AIM OF THE TASK: Could you print every entry below exactly as given?

THE RECORDS:

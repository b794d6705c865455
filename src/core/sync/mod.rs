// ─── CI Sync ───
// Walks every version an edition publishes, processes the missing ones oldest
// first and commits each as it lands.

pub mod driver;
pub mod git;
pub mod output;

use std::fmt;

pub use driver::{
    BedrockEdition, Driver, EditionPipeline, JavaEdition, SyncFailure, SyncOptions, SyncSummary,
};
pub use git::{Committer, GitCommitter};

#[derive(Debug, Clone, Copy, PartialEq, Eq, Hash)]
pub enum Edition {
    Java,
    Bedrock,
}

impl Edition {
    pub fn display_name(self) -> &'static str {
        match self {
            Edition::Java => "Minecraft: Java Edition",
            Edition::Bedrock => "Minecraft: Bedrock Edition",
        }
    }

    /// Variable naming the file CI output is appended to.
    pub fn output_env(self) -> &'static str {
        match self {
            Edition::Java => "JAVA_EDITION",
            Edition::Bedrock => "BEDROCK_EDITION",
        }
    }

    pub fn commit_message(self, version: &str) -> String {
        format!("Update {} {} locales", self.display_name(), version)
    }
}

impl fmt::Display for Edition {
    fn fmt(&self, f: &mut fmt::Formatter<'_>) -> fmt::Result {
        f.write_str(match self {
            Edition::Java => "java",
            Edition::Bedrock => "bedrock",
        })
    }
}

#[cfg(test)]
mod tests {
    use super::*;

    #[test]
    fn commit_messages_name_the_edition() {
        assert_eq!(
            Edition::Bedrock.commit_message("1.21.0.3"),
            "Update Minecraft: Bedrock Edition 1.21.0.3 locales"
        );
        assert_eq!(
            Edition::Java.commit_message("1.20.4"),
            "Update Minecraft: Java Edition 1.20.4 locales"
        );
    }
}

PROBLEM SOLUTION:
repository b794d6705c865455
filename src/core/sync/mod.rs
// ─── CI Sync ───
// Walks every version an edition publishes, processes the missing ones oldest
// first and commits each as it lands.

pub mod driver;
pub mod git;
pub mod output;

use std::fmt;

pub use driver::{
    BedrockEdition, Driver, EditionPipeline, JavaEdition, SyncFailure, SyncOptions, SyncSummary,
};
pub use git::{Committer, GitCommitter};

#[derive(Debug, Clone, Copy, PartialEq, Eq, Hash)]
pub enum Edition {
    Java,
    Bedrock,
}

impl Edition {
    pub fn display_name(self) -> &'static str {
        match self {
            Edition::Java => "Minecraft: Java Edition",
            Edition::Bedrock => "Minecraft: Bedrock Edition",
        }
    }

    /// Variable naming the file CI output is appended to.
    pub fn output_env(self) -> &'static str {
        match self {
            Edition::Java => "JAVA_EDITION",
            Edition::Bedrock => "BEDROCK_EDITION",
        }
    }

    pub fn commit_message(self, version: &str) -> String {
        format!("Update {} {} locales", self.display_name(), version)
    }
}

impl fmt::Display for Edition {
    fn fmt(&self, f: &mut fmt::Formatter<'_>) -> fmt::Result {
        f.write_str(match self {
            Edition::Java => "java",
            Edition::Bedrock => "bedrock",
        })
    }
}

#[cfg(test)]
mod tests {
    use super::*;

    #[test]
    fn commit_messages_name_the_edition() {
        assert_eq!(
            Edition::Bedrock.commit_message("1.21.0.3"),
            "Update Minecraft: Bedrock Edition 1.21.0.3 locales"
        );
        assert_eq!(
            Edition::Java.commit_message("1.20.4"),
            "Update Minecraft: Java Edition 1.20.4 locales"
        );
    }
}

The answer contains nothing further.